Large Language Models are as persuasive as humans, but how? About the cognitive effort and moral-emotional language of LLM arguments

Paper · arXiv 2404.09329 · Published April 14, 2024

Abstract. Large Language Models (LLMs) are already as persuasive as humans. However, we know very little about how they do it. This paper investigates the persuasion strategies of LLMs, comparing them with human-generated arguments. Using a dataset of 1,251 participants in an experiment, we compare the persuasion strategies of LLM-generated and human-generated arguments through measures of cognitive effort (lexical and grammatical complexity) and moral-emotional language (sentiment and morality). Our results indicate that LLMs produce arguments that require higher cognitive effort, exhibiting more complex grammatical and lexical structures than human counterparts. Additionally, LLMs demonstrate a significant propensity to engage more deeply with moral language, utilizing both positive and negative moral foundations more frequently than humans. In contrast with previous research, no significant difference was found in the emotional content produced by LLMs and humans. The fact that we show that there is no equivalence in process despite equivalence in outcome, contributes to the emergent knowledge regarding AI and persuasion, highlighting the dual potential of LLMs to both enhance and undermine informational integrity through persuasion strategies.

Large Language Models (LLMs) can create content that is highly persuasive, equaling, or even surpassing (Hackenburga et al., 2023), the effectiveness of humans in convincing users about contentious political issues (Bai et al., 2023). These findings are raising concerns, since LLMs are capable of producing content as persuasive as original propaganda crafted by humans (Goldstein et al., 2024). Also, the persuasiveness of deceptive content is increased when LLMs can access personal information for tailoring the messages to specific audiences, allowing for cheap automation of persuasive misinformation at a huge scale, increasing not just its efficiency, but also its effectiveness (Costello et al., 2024; Matz et al., 2024). If that was not enough, these results are even more worrying when we take into account that the persuasion capabilities of LLMs is increasing as these models evolve (Durmus et al., 2024), with the potential of creating a perfect storm of misinformation (Galaz et al., 2023). However, despite the empirical evidence that LLMs are already as persuasive as humans, and likely to surpass it in next developments, we know very little about how.

To shed light into the research gap of how LLMs are as persuasive as humans, we rely on previous evidence about communication strategies for persuasiveness showing that cognitive effort, and moral-emotional language is associated with higher persuasiveness. For example, existing evidence indicates that each additional negative word in a headline boost click-through rate by 2.3% (Robertson et al., 2023). Moreover, previous evidence shows that reduced cognitive effort to process content is associated with viral misinformation (Carrasco-Farré, 2022). Lastly, the persuasiveness of "moral-emotional" language suggests that high-arousal, morally charged, and emotional rhetoric is highly persuasive (Brady et al., 2017; Rathje et al., 2021).

In order to test whether LLMs apply these communication strategies to achieve human-level persuasion, we rely on an experiment carried out at Antrophic to compare the persuasiveness of LLMs and humans (N = 1,251) through 56 claims on different topics, with arguments written both by humans and generated by AI models (Durmus et al., 2024). Persuasiveness is measured based on the shift in agreement with the claims before and after exposure to the LLM/human arguments. Building on that, we analyze the differences between LLM and human arguments in terms of cognitive effort (lexical and grammatical complexity), appeal to moral-emotional language (sentiment and morality), and the moral foundations used in each argument. In addition, we repeat the analysis comparing different LLM prompts that elicit different persuasion strategies. Our results indicate that arguments from LLMs require higher cognitive effort compared to human arguments, are equality neutral in terms of sentiment, but more appealing to morality compared to humans.
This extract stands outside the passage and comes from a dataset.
pub mod context;
pub mod processor;
pub(crate) mod worker;

pub use context::{JobContext, ProgressReporter, ProgressSink};
pub use processor::Processor;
Such results are important amidst concerns and discussions over LLM persuasiveness, digital misinformation, and AI ethics, as they can guide communication scientists in understanding how information processing influences persuasion. For policymakers, technologists, and educators, these findings stress the importance of developing robust strategies to counterbalance the risks posed by persuasive LLMs, including literacy in AI-generated content discernment and ethical frameworks for AI use to prevent manipulation and enhance digital communication integrity. Taken together, these implications aim to uphold the integrity of digital communication, fostering an informed society that is resilient to the subversive potentials of persuasive LLMs.

2.2. Communicative strategies for persuasion

Persuasion is a key subject within psychology, which involves trying to influence the thoughts, emotions, or actions of others through different communication strategies (Briñol & Petty, 2012; Petty & Briñol, 2015; Rocklage et al., 2018). Two of the most prominent communication strategies for persuasion are related to the cognitive effort required to process the argument, and the moral-emotional language used to convey it.

2.2.1. Cognitive effort

When the cognitive effort to process a given text is lower, tasks become simpler, making individuals more inclined to persist in performing them (Kool et al. 2010; Zipf 1949). This is why less cognitive effort for processing arguments result in more positive emotional response (Alte & Oppenheimer in 2019), increased focus (Berger et al., 2023), and ultimately, more persuasive arguments (Manzoor et al., 2024). Overall, previous evidence shows that increased readability and lower complexity is associated with higher persuasion levels (Packard et al., 2023). However, other studies indicate that increased processing can be advantageous. For example, Kanuri et al. (2018) suggest that social media content that demands higher cognitive processing garner increased engagement. Therefore, it is possible to consider that characteristics of the argument that enhance cognitive processing could help maintain focus and promote further engagement.

Traditionally, the level of cognitive effort required to process a given textual argument is usually operationalized through two measures. First, by analyzing the grammatical complexity of the content, which is commonly known as “readability” (Manzoor et al., 2024). This is done through the identification of features in the sentence that increase/decrease the cognitive effort required to understand it. This includes analyzing sentence length, number of words within the sentence, or the use of subordinate forms. For example, the sentence “The cat sat on the mat” is easier to process than the following alternative with the exact same meaning: “The cat, exhibiting typical feline behavior characteristic of its species when seeking comfort, positioned itself centrally upon the woven mat.”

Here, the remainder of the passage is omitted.